Records contained in a dataset
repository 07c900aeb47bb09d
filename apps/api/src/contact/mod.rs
// Contact form: validation, message composition, and dispatch through an
// injected mail capability. One outbound mail per valid submission, no retries.

pub mod handlers;
pub mod mailer;
pub mod message;
pub mod validation;

pub use mailer::{HttpMailSender, MailError, MailSender, OutgoingMail};
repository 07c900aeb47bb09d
pub mod cv;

**WHAT IS EXPECTED**
All entries must be repeated verbatim.

**TASK RESULT**
repository 07c900aeb47bb09d
filename apps/api/src/contact/mod.rs
// Contact form: validation, message composition, and dispatch through an
// injected mail capability. One outbound mail per valid submission, no retries.

pub mod handlers;
pub mod mailer;
pub mod message;
pub mod validation;

pub use mailer::{HttpMailSender, MailError, MailSender, OutgoingMail};
repository 07c900aeb47bb09d
pub mod cv;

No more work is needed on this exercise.